Making CLI interface to the UPDATING file
A quick note: currently I am concerned with the /usr/ports/UPDATING, but may be eventually /usr/src/UPDATING will also come into the game.
Contents
Related work
There is already pkg_updating(1) utility, but is just displays UPDATING entries for the given or all installed ports regardless of their versions. It also lacks processing of shell-like globs in package names inside AFFECTS.
Project phases
- Design (current)
- Development and testing of base tools (not done yet)
- Integration with existing port management utilities (not done yet)
Motivation
Users tend to forget to read /usr/ports/UPDATING. Current tools like portupgrade or portmaster have no support for showing UPDATING entries to their users.
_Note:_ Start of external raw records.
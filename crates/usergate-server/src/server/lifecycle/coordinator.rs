//! Process lifecycle coordinator.
//!
//! [`Coordinator::run`] owns the whole life of the process:
//!
//! 1. open the datastore (fatal if unreachable within the connect timeout)
//! 2. spawn the RPC server and the gateway as two supervised tasks
//! 3. wait for the first of: a termination signal, the RPC task ending, the
//!    gateway task ending
//! 4. stop the gateway, then the RPC server, each bounded by the shutdown
//!    timeout
//! 5. join both tasks, then close the datastore, bounded by the shutdown
//!    timeout
//!
//! A server task that ends on its own is always a failure: nothing but the
//! coordinator stops a server, and there is no degraded single-server mode.

use crate::server::{
    config::ServerConfig,
    error::LifecycleError,
    gateway::{self, GatewayServer},
    lifecycle::{handle::StopOutcome, signal::Signal},
    rpc::{self, RpcServer},
    service::handler::UserService,
    store::{UserStore, open_store},
};
use core::fmt;
use core::time::Duration;
use futures::{FutureExt, Stream, StreamExt};
use parking_lot::Mutex;
use std::sync::atomic::{AtomicBool, Ordering};
use std::sync::{Arc, OnceLock};
use tokio::sync::watch;
use tokio::task::{JoinError, JoinHandle};
use tokio::time::{Instant, timeout};

/// Coordinator state. Moves strictly forward.
#[derive(Debug, Clone, Copy, PartialEq, Eq, Hash)]
pub enum CoordinatorState {
    Initializing,
    Running,
    ShuttingDown,
    Terminated,
}

impl fmt::Display for CoordinatorState {
    fn fmt(&self, f: &mut fmt::Formatter<'_>) -> fmt::Result {
        match self {
            Self::Initializing => write!(f, "initializing"),
            Self::Running => write!(f, "running"),
            Self::ShuttingDown => write!(f, "shutting_down"),
            Self::Terminated => write!(f, "terminated"),
        }
    }
}

/// What moved the coordinator into `shutting_down`.
#[derive(Debug, Clone, PartialEq, Eq)]
pub enum ShutdownTrigger {
    Signal(String),
    RpcFailed(String),
    GatewayFailed(String),
}

impl ShutdownTrigger {
    /// Whether the process should exit non-zero.
    pub const fn is_failure(&self) -> bool {
        !matches!(self, Self::Signal(_))
    }
}

impl fmt::Display for ShutdownTrigger {
    fn fmt(&self, f: &mut fmt::Formatter<'_>) -> fmt::Result {
        match self {
            Self::Signal(name) => write!(f, "received {name}"),
            Self::RpcFailed(reason) => write!(f, "gRPC server failed: {reason}"),
            Self::GatewayFailed(reason) => write!(f, "HTTP gateway failed: {reason}"),
        }
    }
}

/// Timing and outcome of one server's stop call.
#[derive(Debug, Clone, Copy, PartialEq, Eq)]
pub struct StopRecord {
    pub server: &'static str,
    pub started: Instant,
    pub finished: Instant,
    pub outcome: StopOutcome,
}

impl StopRecord {
    async fn time(server: &'static str, stop: impl Future<Output = StopOutcome>) -> Self {
        let started = Instant::now();
        let outcome = stop.await;
        Self {
            server,
            started,
            finished: Instant::now(),
            outcome,
        }
    }
}

/// Everything that happened during shutdown.
#[derive(Debug)]
pub struct ShutdownReport {
    pub trigger: ShutdownTrigger,
    pub gateway_stop: StopRecord,
    pub rpc_stop: StopRecord,
    /// How each server task ended.
    pub gateway_exit: Result<(), LifecycleError>,
    pub rpc_exit: Result<(), LifecycleError>,
    /// `Err` carries the close failure or timeout; it never aborts shutdown.
    pub store_close: Result<(), String>,
    /// Termination signals received after the first one.
    pub ignored_signals: usize,
}

/// The two servers of a running coordinator.
#[derive(Clone)]
pub struct Servers {
    pub rpc: RpcServer,
    pub gateway: GatewayServer,
}

struct Inner {
    config: ServerConfig,
    state: watch::Sender<CoordinatorState>,
    history: Mutex<Vec<CoordinatorState>>,
    servers: OnceLock<Servers>,
    store: Mutex<Option<Arc<dyn UserStore>>>,
    ran: AtomicBool,
}

/// Supervises both servers and the datastore. Cheap to clone; clones
/// observe the same run.
#[derive(Clone)]
pub struct Coordinator {
    inner: Arc<Inner>,
}

impl Coordinator {
    /// A coordinator that opens the datastore named by `config`.
    pub fn new(config: ServerConfig) -> Self {
        Self::build(config, None)
    }

    /// A coordinator serving an already opened datastore. `config.database`
    /// is ignored; the store is still closed at the end of the run.
    pub fn with_store(config: ServerConfig, store: Arc<dyn UserStore>) -> Self {
        Self::build(config, Some(store))
    }

    fn build(config: ServerConfig, store: Option<Arc<dyn UserStore>>) -> Self {
        let (state, _) = watch::channel(CoordinatorState::Initializing);
        Self {
            inner: Arc::new(Inner {
                config,
                state,
                history: Mutex::new(vec![CoordinatorState::Initializing]),
                servers: OnceLock::new(),
                store: Mutex::new(store),
                ran: AtomicBool::new(false),
            }),
        }
    }

    pub fn config(&self) -> &ServerConfig {
        &self.inner.config
    }

    pub fn state(&self) -> CoordinatorState {
        *self.inner.state.borrow()
    }

    pub fn subscribe(&self) -> watch::Receiver<CoordinatorState> {
        self.inner.state.subscribe()
    }

    /// Every state entered so far, in order.
    pub fn history(&self) -> Vec<CoordinatorState> {
        self.inner.history.lock().clone()
    }

    /// The servers, once the datastore is open and they have been spawned.
    pub fn servers(&self) -> Option<Servers> {
        self.inner.servers.get().cloned()
    }

    /// Waits until the state satisfies `pred` and returns it.
    pub async fn wait_for(&self, pred: impl FnMut(&CoordinatorState) -> bool) -> CoordinatorState {
        let mut rx = self.subscribe();
        match rx.wait_for(pred).await {
            Ok(state) => *state,
            Err(_) => self.state(),
        }
    }

    fn enter(&self, next: CoordinatorState) {
        tracing::debug!(from = %self.state(), to = %next, "coordinator state change");
        self.inner.history.lock().push(next);
        self.inner.state.send_replace(next);
    }

    /// Runs the process until a termination signal or a server failure, then
    /// shuts everything down in order.
    ///
    /// Server failures are reported through [`ShutdownReport::trigger`], not
    /// as an `Err`: by the time `run` returns, cleanup has already happened.
    ///
    /// # Errors
    ///
    /// [`LifecycleError::Connect`] if the datastore cannot be opened, and
    /// [`LifecycleError::Reentered`] if this coordinator has already run.
    pub async fn run<S>(&self, mut signals: S) -> Result<ShutdownReport, LifecycleError>
    where
        S: Stream<Item = Signal> + Unpin,
    {
        if self.inner.ran.swap(true, Ordering::AcqRel) {
            return Err(LifecycleError::Reentered);
        }
        let config = &self.inner.config;

        let preset = self.inner.store.lock().take();
        let store = match preset {
            Some(store) => store,
            None => match open_store(config).await {
                Ok(store) => store,
                Err(e) => {
                    tracing::error!(error = %e, "Failed to open datastore");
                    self.enter(CoordinatorState::Terminated);
                    return Err(e);
                }
            },
        };

        let rpc = RpcServer::new(
            config.grpc_addr(),
            UserService::new(store.clone()),
            config.shutdown_timeout,
        );
        let gateway = GatewayServer::new(
            config.http_addr(),
            config.grpc_addr(),
            config.dial_timeout,
            config.shutdown_timeout,
        );
        let _ = self.inner.servers.set(Servers {
            rpc: rpc.clone(),
            gateway: gateway.clone(),
        });

        let mut rpc_unit = tokio::spawn({
            let rpc = rpc.clone();
            async move { rpc.start().await }
        });
        let mut gateway_unit = tokio::spawn({
            let gateway = gateway.clone();
            async move { gateway.start().await }
        });
        self.enter(CoordinatorState::Running);
        tracing::info!(
            grpc = %rpc.handle().addr(),
            http = %gateway.handle().addr(),
            "Servers launched"
        );

        let mut rpc_exit = None;
        let mut gateway_exit = None;
        let trigger = tokio::select! {
            Some(signal) = signals.next() => {
                tracing::info!(%signal, "Received shutdown signal");
                ShutdownTrigger::Signal(signal.to_string())
            }
            res = &mut rpc_unit => {
                let exit = flatten(rpc::NAME, res);
                let trigger = ShutdownTrigger::RpcFailed(describe(&exit));
                rpc_exit = Some(exit);
                trigger
            }
            res = &mut gateway_unit => {
                let exit = flatten(gateway::NAME, res);
                let trigger = ShutdownTrigger::GatewayFailed(describe(&exit));
                gateway_exit = Some(exit);
                trigger
            }
        };

        self.enter(CoordinatorState::ShuttingDown);
        tracing::info!(%trigger, "Shutting down servers...");

        // The gateway goes first so no translated call outlives its backend.
        let gateway_stop = StopRecord::time(gateway::NAME, gateway.stop()).await;
        let rpc_stop = StopRecord::time(rpc::NAME, rpc.stop()).await;

        // Generous bound: each stop already waited up to twice the timeout.
        let join_bound = config.shutdown_timeout;
        let gateway_exit = match gateway_exit {
            Some(exit) => exit,
            None => join_unit(gateway::NAME, gateway_unit, join_bound).await,
        };
        let rpc_exit = match rpc_exit {
            Some(exit) => exit,
            None => join_unit(rpc::NAME, rpc_unit, join_bound).await,
        };

        let store_close = close_store(store.as_ref(), config.shutdown_timeout).await;

        self.enter(CoordinatorState::Terminated);

        let mut ignored_signals = 0;
        while let Some(Some(signal)) = signals.next().now_or_never() {
            tracing::warn!(%signal, "Ignoring signal received during shutdown");
            ignored_signals += 1;
        }

        tracing::info!(%trigger, "Shutdown complete");
        Ok(ShutdownReport {
            trigger,
            gateway_stop,
            rpc_stop,
            gateway_exit,
            rpc_exit,
            store_close,
            ignored_signals,
        })
    }
}

fn flatten(
    server: &'static str,
    res: Result<Result<(), LifecycleError>, JoinError>,
) -> Result<(), LifecycleError> {
    res.map_err(|e| LifecycleError::Join {
        server,
        reason: e.to_string(),
    })?
}

fn describe(exit: &Result<(), LifecycleError>) -> String {
    match exit {
        Ok(()) => "exited without being stopped".to_string(),
        Err(e) => e.to_string(),
    }
}

/// Closes the datastore, giving up past `bound`.
async fn close_store(store: &dyn UserStore, bound: Duration) -> Result<(), String> {
    let res = match timeout(bound, store.close()).await {
        Ok(res) => res.map_err(|e| e.to_string()),
        Err(_) => Err(format!("close timed out after {bound:?}")),
    };
    if let Err(e) = &res {
        tracing::error!(error = %e, "Failed to close datastore");
    }
    res
}

/// Waits for a server task to unwind, aborting it past `bound`.
async fn join_unit(
    server: &'static str,
    mut unit: JoinHandle<Result<(), LifecycleError>>,
    bound: Duration,
) -> Result<(), LifecycleError> {
    match timeout(bound, &mut unit).await {
        Ok(res) => flatten(server, res),
        Err(_) => {
            tracing::warn!(server, "Server task did not exit in time, aborting");
            unit.abort();
            Err(LifecycleError::Join {
                server,
                reason: "did not exit in time".to_string(),
            })
        }
    }
}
Obviously, it is better to have the tool that will be able to query the UPDATING document programmatically (via CLI) and thus all port-management tools that deal with upgrades will get the ability to present the relevant UPDATING entries for their users at the right time.
Survey of current UPDATING
TBD. I should examine all current entries and determine how they are used.
Design of the tool
Minimally, the tool should be able to
- query the ports database (/var/db/pkg) and present all UPDATING entries that will affect the currently-installed ports or their subset
- for the given port (name/version) and, perhaps, the new version of the port (that is going to be installed) give all UPDATING entries that are relevant to the upgrade
- give ability to choose entries that are to be read before upgrade ("do $THAT before upgrading") and after upgrade ("do $THIS after upgrade"); implies that entries will have metadata on their applicability for the pre-upgrade/post-upgrade phases
Output formats:
- current UPDATING format for the selected subset of entries;
- other forms? selectable or hardcoded format?
Tool distribution:
- base system tool as the part of the pkg_install suite (most logical location, everyone has it out-of-the-box);
- port (people can select if they want this stuff or not).
Design of the data format
Representation of a source UPDATING format
Available options:
- reuse current format: it is RFC822-like with entries separated by label-like timestamps
- pros:
- human-readable
- needs no fancy tools like XML/JSON validator/transformer -- can be easily integrated to the base
- cons:
- validator/parser must be written from scratch
- third parties should learn "just another format" to cope with our UPDATING
- pros:
- use XML/JSON:
- pros:
- existing tools: XML has XSLT for transforms and XML Schema for validation; JSON has JSONT and JSON Schema
- can easily add own document structure to, for example, ease transforms into HTML (links to manual pages, etc)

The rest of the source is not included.